Prenatal physiotherapy care refers to care provided by a physiotherapist. Pregnancy takes a toll on women’s bodies. The changes in posture in addition to the ligamentum laxity caused by hormonal changes can cause back pain and other orthopedic conditions.
How does a physiotherapist help a prenatal woman?
Is it safe to have pelvic floor physiotherapy while pregnant?
Expectant mothers may experience lower and mid back pain, muscle spasms, abdominal bulging, SIJ joint pain, bladder control problems, constipation or straining, and carpal tunnel symptoms.
About 40% of women experience urinary incontinence during pregnancy. This increases their risk for long-term incontinence post-natal. Risk also increases with more difficult deliveries, such as the use of forceps and prolonged delivery. Pelvic health physiotherapists help a pregnant woman with support for a pain-free or complication-free pregnancy. The physiotherapist designs a tailored treatment program consisting of pelvic floor exercises to prepare the body for childbirth, reduce pain and manage complications such as incontinence and organ prolapse.
Studies show prenatal pelvic floor muscle training will lower the rate of prolonged second-stage labor, reduced pregnancy-related low back pain, and pelvic pain. Just a few sessions with a pelvic health physiotherapist can help you develop better awareness and control of your pelvic floor muscles to prepare you for delivery. You will receive feedback on correct breathing, pushing, and pelvic floor muscle training to reduce urinary incontinence postpartum. Perineal stretching and internal muscle release will also help reduce the chances of tearing if you have a tight pelvic floor.

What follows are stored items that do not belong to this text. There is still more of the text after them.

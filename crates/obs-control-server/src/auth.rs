//! Shared-token gate in front of every route.

use std::fmt;
use std::sync::Arc;

use axum::extract::{Request, State};
use axum::http::{HeaderMap, StatusCode};
use axum::middleware::Next;
use axum::response::{IntoResponse, Response};
use secrecy::{ExposeSecret, SecretString};

/// Header carrying the panel token.
pub const TOKEN_HEADER: &str = "x-panel-token";

/// Checks requests against an optional shared token. No token means open access.
#[derive(Clone, Default)]
pub struct TokenGate {
    token: Option<Arc<SecretString>>,
}

impl TokenGate {
    /// An empty token disables the gate.
    pub fn new(token: Option<SecretString>) -> Self {
        let token = token
            .filter(|t| !t.expose_secret().is_empty())
            .map(Arc::new);
        Self { token }
    }

    pub fn is_enabled(&self) -> bool {
        self.token.is_some()
    }

    pub fn permits(&self, headers: &HeaderMap) -> bool {
        let Some(expected) = &self.token else {
            return true;
        };
        headers
            .get(TOKEN_HEADER)
            .and_then(|v| v.to_str().ok())
            .is_some_and(|presented| presented == expected.expose_secret())
    }
}

impl fmt::Debug for TokenGate {
    fn fmt(&self, f: &mut fmt::Formatter<'_>) -> fmt::Result {
        f.debug_struct("TokenGate")
            .field("enabled", &self.is_enabled())
            .finish()
    }
}

/// Middleware rejecting requests without the configured token.
pub async fn require_token(
    State(gate): State<TokenGate>,
    request: Request,
    next: Next,
) -> Response {
    if gate.permits(request.headers()) {
        return next.run(request).await;
    }
    tracing::debug!(path = %request.uri().path(), "Rejected request without valid panel token");
    (StatusCode::UNAUTHORIZED, "Unauthorized").into_response()
}
use std::net::SocketAddr;
use std::path::PathBuf;
use std::sync::Arc;

use axum::extract::DefaultBodyLimit;
use axum::middleware;
use axum::routing::{get, post};
use axum::Router;
use secrecy::SecretString;
use tower_http::services::ServeDir;
use tower_http::trace::TraceLayer;

use obs_control_link::UpstreamLink;

use crate::auth::{self, TokenGate};
use crate::dispatcher::ActionDispatcher;
use crate::handlers;
use crate::health::HealthReporter;

/// Server configuration.
pub struct ServerConfig {
    pub host: String,
    pub port: u16,
    /// Static assets served for every path not claimed by the API.
    pub public_dir: PathBuf,
    pub panel_path: PathBuf,
    /// Shared token; `None` or empty leaves every route open.
    pub panel_token: Option<SecretString>,
    pub body_limit: usize,
}

impl Default for ServerConfig {
    fn default() -> Self {
        Self {
            host: "0.0.0.0".into(),
            port: 8080,
            public_dir: PathBuf::from("public"),
            panel_path: PathBuf::from("/app/panel.json"),
            panel_token: None,
            body_limit: 200 * 1024,
        }
    }
}

/// Shared application state passed to Axum handlers.
#[derive(Clone)]
pub struct AppState {
    pub dispatcher: Arc<ActionDispatcher>,
    pub health: Arc<HealthReporter>,
    pub panel_path: Arc<PathBuf>,
}

impl AppState {
    pub fn new(link: Arc<UpstreamLink>, panel_path: PathBuf) -> Self {
        Self {
            dispatcher: Arc::new(ActionDispatcher::new(Arc::clone(&link))),
            health: Arc::new(HealthReporter::new(link)),
            panel_path: Arc::new(panel_path),
        }
    }
}

/// Build the Axum router with all routes.
pub fn build_router(config: &ServerConfig, link: Arc<UpstreamLink>) -> Router {
    let state = AppState::new(link, config.panel_path.clone());
    let gate = TokenGate::new(config.panel_token.clone());

    Router::new()
        .route("/api/health", get(handlers::health))
        .route("/api/panel", get(handlers::panel))
        .route("/api/action", post(handlers::action))
        .fallback_service(ServeDir::new(&config.public_dir))
        .with_state(state)
        .layer(DefaultBodyLimit::max(config.body_limit))
        .layer(middleware::from_fn_with_state(gate, auth::require_token))
        .layer(TraceLayer::new_for_http())
}

/// Bind and start serving. Returns a handle that keeps the server task alive.
pub async fn start(
    config: ServerConfig,
    link: Arc<UpstreamLink>,
) -> Result<ServerHandle, std::io::Error> {
    let token_gate = TokenGate::new(config.panel_token.clone()).is_enabled();
    let router = build_router(&config, link);
    let listener = tokio::net::TcpListener::bind((config.host.as_str(), config.port)).await?;
    let local_addr = listener.local_addr()?;

    tracing::info!(
        addr = %local_addr,
        token_gate,
        public_dir = %config.public_dir.display(),
        "obs-control listening"
    );

    let server = tokio::spawn(async move {
        if let Err(e) = axum::serve(listener, router).await {
            tracing::error!(error = %e, "HTTP server stopped");
        }
    });

    Ok(ServerHandle {
        addr: local_addr,
        port: local_addr.port(),
        _server: server,
    })
}

/// Handle returned by `start()`.
pub struct ServerHandle {
    pub addr: SocketAddr,
    pub port: u16,
    _server: tokio::task::JoinHandle<()>,
}

#[cfg(test)]
mod tests {
    use super::*;
    use obs_control_core::action::UpstreamRequest;
    use obs_control_core::errors::UpstreamError;
    use obs_control_core::security::{Credential, UpstreamTarget};
    use obs_control_core::session::UpstreamSession;
    use obs_control_link::mock::MockSession;
    use serde_json::{json, Value};
    use std::path::Path;

    fn link_for(mock: &Arc<MockSession>) -> Arc<UpstreamLink> {
        Arc::new(UpstreamLink::with_defaults(
            Arc::clone(mock) as Arc<dyn UpstreamSession>,
            UpstreamTarget::new("ws://mock", Credential::default()),
        ))
    }

    fn test_config(dir: &Path) -> ServerConfig {
        ServerConfig {
            host: "127.0.0.1".into(),
            port: 0,
            public_dir: dir.join("public"),
            panel_path: dir.join("panel.json"),
            ..Default::default()
        }
    }

    fn url(handle: &ServerHandle, path: &str) -> String {
        format!("http://127.0.0.1:{}{}", handle.port, path)
    }

    async fn post_action(handle: &ServerHandle, body: Value) -> (u16, Value) {
        let resp = reqwest::Client::new()
            .post(url(handle, "/api/action"))
            .json(&body)
            .send()
            .await
            .unwrap();
        let status = resp.status().as_u16();
        (status, resp.json().await.unwrap())
    }

    #[tokio::test]
    async fn health_reports_disconnected_link() {
        let dir = tempfile::tempdir().unwrap();
        let mock = Arc::new(MockSession::new());
        let handle = start(test_config(dir.path()), link_for(&mock)).await.unwrap();
        assert!(handle.port > 0);

        let resp = reqwest::get(url(&handle, "/api/health")).await.unwrap();
        assert_eq!(resp.status(), 200);
        let body: Value = resp.json().await.unwrap();
        assert_eq!(
            body,
            json!({"ok": false, "obsConnected": false, "lastObsError": ""})
        );
    }

    #[tokio::test]
    async fn health_reports_connected_link() {
        let dir = tempfile::tempdir().unwrap();
        let mock = Arc::new(MockSession::new());
        let link = link_for(&mock);
        link.connect().await;
        let handle = start(test_config(dir.path()), link).await.unwrap();

        let body: Value = reqwest::get(url(&handle, "/api/health"))
            .await
            .unwrap()
            .json()
            .await
            .unwrap();
        assert_eq!(body["ok"], true);
        assert_eq!(body["obsConnected"], true);
        assert_eq!(body["lastObsError"], "");
    }

    #[tokio::test]
    async fn action_success_and_failures() {
        let dir = tempfile::tempdir().unwrap();
        let mock = Arc::new(MockSession::new());
        let link = link_for(&mock);
        link.connect().await;
        let handle = start(test_config(dir.path()), link).await.unwrap();

        let (status, body) =
            post_action(&handle, json!({"action": "scene", "sceneName": "Intro"})).await;
        assert_eq!(status, 200);
        assert_eq!(body, json!({"ok": true, "message": "Scene set to Intro"}));

        let (status, body) = post_action(&handle, json!({"action": "teleport"})).await;
        assert_eq!(status, 400);
        assert_eq!(body, json!({"ok": false, "error": "Unknown action"}));

        let (status, body) = post_action(&handle, json!({"action": "mute"})).await;
        assert_eq!(status, 400);
        assert_eq!(body["error"], "inputName missing");

        mock.push_call_result(Err(UpstreamError::rejected(
            500,
            Some("Output already active".into()),
        )));
        let (status, body) = post_action(&handle, json!({"action": "start_stream"})).await;
        assert_eq!(status, 400);
        assert_eq!(body["error"], "Output already active");

        assert_eq!(mock.calls().len(), 2);
    }

    #[tokio::test]
    async fn action_while_disconnected() {
        let dir = tempfile::tempdir().unwrap();
        let mock = Arc::new(MockSession::new());
        let handle = start(test_config(dir.path()), link_for(&mock)).await.unwrap();

        let (status, body) = post_action(&handle, json!({"action": "start_stream"})).await;
        assert_eq!(status, 400);
        assert_eq!(body, json!({"ok": false, "error": "OBS not connected"}));
        assert!(mock.calls().is_empty());
    }

    #[tokio::test]
    async fn action_body_edge_cases() {
        let dir = tempfile::tempdir().unwrap();
        let mock = Arc::new(MockSession::new());
        let link = link_for(&mock);
        link.connect().await;
        let handle = start(test_config(dir.path()), link).await.unwrap();
        let client = reqwest::Client::new();

        let resp = client.post(url(&handle, "/api/action")).send().await.unwrap();
        assert_eq!(resp.status(), 400);
        let body: Value = resp.json().await.unwrap();
        assert_eq!(body["error"], "Unknown action");

        let resp = client
            .post(url(&handle, "/api/action"))
            .body("{not json")
            .send()
            .await
            .unwrap();
        assert_eq!(resp.status(), 400);
        let body: Value = resp.json().await.unwrap();
        assert_eq!(body["ok"], false);
        assert!(body["error"]
            .as_str()
            .unwrap()
            .starts_with("invalid request body:"));

        assert!(mock.calls().is_empty());
    }

    #[tokio::test]
    async fn wrong_typed_fields_follow_readiness_and_validation() {
        let dir = tempfile::tempdir().unwrap();
        let mock = Arc::new(MockSession::new());
        let link = link_for(&mock);
        let handle = start(test_config(dir.path()), Arc::clone(&link))
            .await
            .unwrap();
        let unused_field = json!({"action": "start_stream", "sceneName": 5});

        let (status, body) = post_action(&handle, unused_field.clone()).await;
        assert_eq!(status, 400);
        assert_eq!(body, json!({"ok": false, "error": "OBS not connected"}));
        let (_, body) = post_action(&handle, json!({"action": 5})).await;
        assert_eq!(body["error"], "OBS not connected");
        assert!(mock.calls().is_empty());

        link.connect().await;

        let (status, body) = post_action(&handle, unused_field).await;
        assert_eq!(status, 200);
        assert_eq!(body, json!({"ok": true, "message": "Stream started"}));
        assert_eq!(mock.calls(), vec![UpstreamRequest::StartStream]);

        let (status, body) = post_action(&handle, json!({"action": 5})).await;
        assert_eq!(status, 400);
        assert_eq!(body["error"], "Unknown action");

        let (status, body) = post_action(&handle, json!({"action": "scene", "sceneName": 7})).await;
        assert_eq!(status, 400);
        assert_eq!(body["error"], "sceneName missing");

        assert_eq!(mock.calls().len(), 1);
    }

    #[tokio::test]
    async fn panel_document() {
        let dir = tempfile::tempdir().unwrap();
        let mock = Arc::new(MockSession::new());
        let config = test_config(dir.path());
        let panel_path = config.panel_path.clone();
        let handle = start(config, link_for(&mock)).await.unwrap();

        let resp = reqwest::get(url(&handle, "/api/panel")).await.unwrap();
        assert_eq!(resp.status(), 500);
        assert_eq!(resp.text().await.unwrap(), "panel.json not readable");

        std::fs::write(&panel_path, r#"{"scenes":["Intro","Live"]}"#).unwrap();
        let resp = reqwest::get(url(&handle, "/api/panel")).await.unwrap();
        assert_eq!(resp.status(), 200);
        let body: Value = resp.json().await.unwrap();
        assert_eq!(body, json!({"scenes": ["Intro", "Live"]}));

        std::fs::write(&panel_path, "{broken").unwrap();
        let resp = reqwest::get(url(&handle, "/api/panel")).await.unwrap();
        assert_eq!(resp.status(), 500);
    }

    #[tokio::test]
    async fn serves_static_assets() {
        let dir = tempfile::tempdir().unwrap();
        let config = test_config(dir.path());
        std::fs::create_dir_all(&config.public_dir).unwrap();
        std::fs::write(config.public_dir.join("index.html"), "<h1>panel</h1>").unwrap();
        let mock = Arc::new(MockSession::new());
        let handle = start(config, link_for(&mock)).await.unwrap();

        let resp = reqwest::get(url(&handle, "/index.html")).await.unwrap();
        assert_eq!(resp.status(), 200);
        assert_eq!(resp.text().await.unwrap(), "<h1>panel</h1>");

        let resp = reqwest::get(url(&handle, "/")).await.unwrap();
        assert_eq!(resp.status(), 200);

        let resp = reqwest::get(url(&handle, "/missing.js")).await.unwrap();
        assert_eq!(resp.status(), 404);
    }

    #[tokio::test]
    async fn token_gate_guards_every_route() {
        let dir = tempfile::tempdir().unwrap();
        let config = ServerConfig {
            panel_token: Some(SecretString::from("s3cret".to_string())),
            ..test_config(dir.path())
        };
        let mock = Arc::new(MockSession::new());
        let handle = start(config, link_for(&mock)).await.unwrap();
        let client = reqwest::Client::new();

        for path in ["/api/health", "/api/panel", "/index.html"] {
            let resp = client.get(url(&handle, path)).send().await.unwrap();
            assert_eq!(resp.status(), 401, "path {path}");
            assert_eq!(resp.text().await.unwrap(), "Unauthorized");
        }

        let resp = client
            .post(url(&handle, "/api/action"))
            .header(auth::TOKEN_HEADER, "wrong")
            .json(&json!({"action": "start_stream"}))
            .send()
            .await
            .unwrap();
        assert_eq!(resp.status(), 401);
        assert!(mock.calls().is_empty());

        let resp = client
            .get(url(&handle, "/api/health"))
            .header(auth::TOKEN_HEADER, "s3cret")
            .send()
            .await
            .unwrap();
        assert_eq!(resp.status(), 200);
    }

    #[test]
    fn build_router_creates_routes() {
        let mock = Arc::new(MockSession::new());
        let _router = build_router(&ServerConfig::default(), link_for(&mock));
    }
}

Pelvic floor physiotherapy is safe during pregnancy. In fact, the physiotherapist is specially trained to treat prenatal women.
If you have been told by your doctor that you cannot have intercourse, an internal exam is also contraindicated. You are still able to come in for a pelvic floor assessment and the therapist will assess without the internal exam.
In addition to medical care, an expectant mother requires the help of other health practitioners such as massage therapists, chiropractors and pelvic health physiotherapists to provide her with support for a pain-free or complication-free pregnancy. The prenatal care team assists by designing a program, tailored to their needs, to reduce pain. Manual therapies, deep massage, core stability muscle training, postural correction, and other techniques such as retraining, patterning, and positioning are just some of the prenatal care techniques a physiotherapist may recommend pregnant women perform.